10 febrero, 2026

Un trágico suceso sacudió la fe y el patrimonio arquitectónico de Ciudad del Este, Paraguay, este lunes, cuando la emblemática Catedral San Blas, sede de la diócesis local, fue consumida por un voraz incendio. El fuego, que se extendió rápidamente por la estructura, requirió de intensas horas de trabajo por parte de los cuerpos de bomberos y una movilización ejemplar de la comunidad, que acudió en masa para rescatar valiosos objetos religiosos, incluida la venerada imagen de su santo patrono.

Las primeras alertas se encendieron en horas de la tarde, cuando una densa columna de humo comenzó a emanar del techo del templo. Medios locales reportaron que el siniestro se originó en la cubierta superior de la catedral, un área construida predominantemente con madera, lo que facilitó la rápida propagación de las llamas. La combinación de materiales combustibles y la altura de la edificación presentaron un desafío monumental para los equipos de emergencia que acudieron al llamado de auxilio.

Inicialmente, los bomberos locales se vieron limitados por la falta de equipamiento adecuado para alcanzar la considerable altura del techo, donde el fuego se desataba con mayor virulencia. Esta dificultad obligó a solicitar refuerzos. La llegada de una unidad de bomberos con un camión autoescala fue crucial, permitiendo a los efectivos abordar el incendio desde una perspectiva aérea y contener la expansión de las llamas que amenazaban con devastar por completo el histórico santuario. La operación de extinción se prolongó por varias horas, evidenciando la magnitud y la complejidad del incidente.

El capitán Andrés Fernández, líder de los bomberos que trabajaron en el lugar, describió la situación como “sumamente compleja”. En declaraciones a un portal local, explicó que la estructura del techo de la catedral estaba compuesta por múltiples capas de pintura y barniz, que, sumadas a las instalaciones eléctricas antiguas y una capa protectora de PVC diseñada para evitar filtraciones, actuaron como un combustible adicional, exacerbando la velocidad y la intensidad del fuego. Estos factores técnicos fueron determinantes en la virulencia del siniestro y la dificultad para controlarlo.
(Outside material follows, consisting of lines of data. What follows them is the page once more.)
// Signed duty -> (forward, reverse) PWM pair

/// How a duty magnitude above the PWM resolution is written
#[derive(Debug, Clone, Copy, PartialEq, Eq, Default)]
pub enum OverflowPolicy {
    /// Saturate at the largest representable duty
    #[default]
    Clamp,
    /// Keep the low resolution bits only (317 -> 61 at 8 bits).
    /// Matches what the duty register does with an oversized write.
    Truncate,
}

impl OverflowPolicy {
    fn limit(self, magnitude: u32, max_duty: u16) -> u16 {
        match self {
            OverflowPolicy::Clamp => magnitude.min(u32::from(max_duty)) as u16,
            OverflowPolicy::Truncate => (magnitude & u32::from(max_duty)) as u16,
        }
    }
}

/// Largest duty for a given resolution
pub fn max_duty(resolution_bits: u8) -> u16 {
    match resolution_bits {
        0 => 0,
        1..=15 => (1u16 << resolution_bits) - 1,
        _ => u16::MAX,
    }
}

/// Duty written to a wheel's two channels
#[derive(Debug, Clone, Copy, Default, PartialEq, Eq)]
pub struct DutyPair {
    pub forward: u16,
    pub reverse: u16,
}

impl DutyPair {
    /// Split a signed duty; at most one side is ever nonzero
    pub fn split(duty: i32, policy: OverflowPolicy, max_duty: u16) -> Self {
        if duty > 0 {
            Self {
                forward: policy.limit(duty.unsigned_abs(), max_duty),
                reverse: 0,
            }
        } else if duty < 0 {
            Self {
                forward: 0,
                reverse: policy.limit(duty.unsigned_abs(), max_duty),
            }
        } else {
            Self::default()
        }
    }

    /// Signed duty as seen at the motor
    pub fn net(&self) -> i32 {
        i32::from(self.forward) - i32::from(self.reverse)
    }
}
Sobre la posible causa del incendio, Mons. Pedro Collar, Obispo de Ciudad del Este, indicó que las primeras hipótesis apuntan a un cortocircuito. El prelado sugirió que las elevadas temperaturas registradas en la región durante los días previos podrían haber contribuido a un sobrecalentamiento de las antiguas instalaciones eléctricas, desencadenando la chispa fatal que dio inicio al desastre. Si bien esta es una hipótesis inicial, será la investigación pericial la que determine con precisión el origen del fuego.

Mientras los bomberos libraban una ardua batalla contra las llamas, la comunidad católica de Ciudad del Este demostró una admirable resiliencia y devoción. Convocados por el Obispo Collar y el párroco de la catedral, P. Darío Britos, vecinos y feligreses se organizaron espontáneamente en una cadena humana para rescatar el valioso patrimonio que albergaba el templo. La pronta acción permitió salvar una considerable cantidad de objetos de gran valor artístico, histórico y, sobre todo, afectivo.

El P. Britos, en entrevista con un programa radial, relató con emoción la intensa colaboración ciudadana. Explicó que, debido a que el fuego se inició en una de las habitaciones de la parte trasera y se propagó hacia el frente de la iglesia, tuvieron una ventana de tiempo crucial para ingresar y salvar elementos emblemáticos. Entre los objetos rescatados, destacó la imagen de San Blas, el santo patrono de la ciudad, cuyo valor sentimental para la comunidad es incalculable. “El altar, las imágenes y los bancos son de mucho valor, pero con ayuda de la ciudadanía estamos logrando acarrear a un salón adyacente. Con respecto a la efigie de San Blas, no se vio afectada y ya se encuentra protegida”, precisó el sacerdote, aliviado por la salvaguarda de este símbolo de fe.

Aunque la rápida intervención de los bomberos y la heroica labor de la comunidad lograron evitar una catástrofe total, los daños materiales son considerables. El techo de la Catedral San Blas quedó seriamente afectado, y el interior del templo sufrió el impacto del fuego, el humo y el agua utilizada en las labores de extinción. La reconstrucción y restauración de este importante hito religioso y cultural de Ciudad del Este representará un desafío significativo, que sin duda movilizará nuevamente el espíritu solidario de sus habitantes y la comunidad católica de Paraguay.